Let $\Omega \neq \emptyset$ and $\mu$ be a probability measure on $\Omega.$ Consider two reproducing kernels $k_1,k_2:\Omega \times \Omega \rightarrow \mathbb{R},$ such that they both represent the same element of $L^2(\Omega \times \Omega, \mu \otimes \mu)$ (in other words: they are both $L^2$ functions and are $\mu\otimes \mu$-a.s. equal). Asume furthermore that $\int_{\Omega} k_i(x,x) d\mu(x) < \infty.$
Denote the Reproducing Kernel Hilbert Space of $k_i$ by $H_i.$ Consider now the operators $$S_i: H_i \rightarrow L^2(\Omega, \mu), \quad f \mapsto f,$$ which we assume to be injective. It is easy to see that our assumptions guarantee the continuity of $S_i.$ My question is the following: suppose I know that $S_1$ is compact. Does it necessarily follow that $S_2$ is compact?

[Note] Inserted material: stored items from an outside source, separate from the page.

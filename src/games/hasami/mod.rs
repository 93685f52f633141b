//! Hasami shogi on a small board.
//!
//! - Square grid (5×5 by default), each side starts with a full home row
//! - Pieces move like rooks through empty cells
//! - Custodian capture: a line of enemy pieces sandwiched orthogonally
//!   between the moved piece and another friendly piece is removed
//! - Capturing enough pieces, or leaving the opponent without a move, wins
//!
//! Capture tallies are part of the position digest. The per-player
//! "advancement" counter only feeds the evaluator and is not digested.

mod game;

pub use game::{Hasami, HasamiBuilder, ADVANCEMENT};
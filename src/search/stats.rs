//! Search statistics for diagnostics and tuning.

use serde::{Deserialize, Serialize};

/// Statistics collected during one search.
#[derive(Clone, Debug, Default, Serialize, Deserialize)]
pub struct SearchStats {
    /// Nodes entered (including leaves).
    pub nodes: u64,

    /// Leaf evaluations.
    pub evaluations: u64,

    /// Beta cutoffs.
    pub cutoffs: u64,

    /// Transposition probes and hits.
    pub tt_probes: u64,
    pub tt_hits: u64,

    /// Interior nodes pruned by a null move.
    pub null_prunes: u64,

    /// Nodes scored as repetitions of the search path.
    pub repetitions: u64,

    /// Deepest fully completed iteration.
    pub completed_depth: u32,

    /// Search stopped before completing.
    pub interrupted: bool,

    /// Total time spent searching (microseconds).
    pub time_us: u64,
}

impl SearchStats {
    /// Create new empty statistics.
    pub fn new() -> Self {
        Self::default()
    }

    /// Reset all statistics to zero.
    pub fn reset(&mut self) {
        *self = Self::default();
    }

    /// Calculate nodes per second.
    #[must_use]
    pub fn nodes_per_second(&self) -> f64 {
        if self.time_us == 0 {
            0.0
        } else {
            self.nodes as f64 / (self.time_us as f64 / 1_000_000.0)
        }
    }

    /// Fraction of transposition probes that hit.
    #[must_use]
    pub fn tt_hit_rate(&self) -> f64 {
        if self.tt_probes == 0 {
            0.0
        } else {
            self.tt_hits as f64 / self.tt_probes as f64
        }
    }
}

The most promising approach to proving that this is indeed the case seems to be using the fact that an operator between Hilbert Spaces is compact iff its image contains no closed infinitely-dimensional subspace.
I came upon the solution myself. It turns out that the conditions I imposed are enough to force the embeddings $S_i$ to be Hilbert-Schmidt operators. So in particular they are both compact.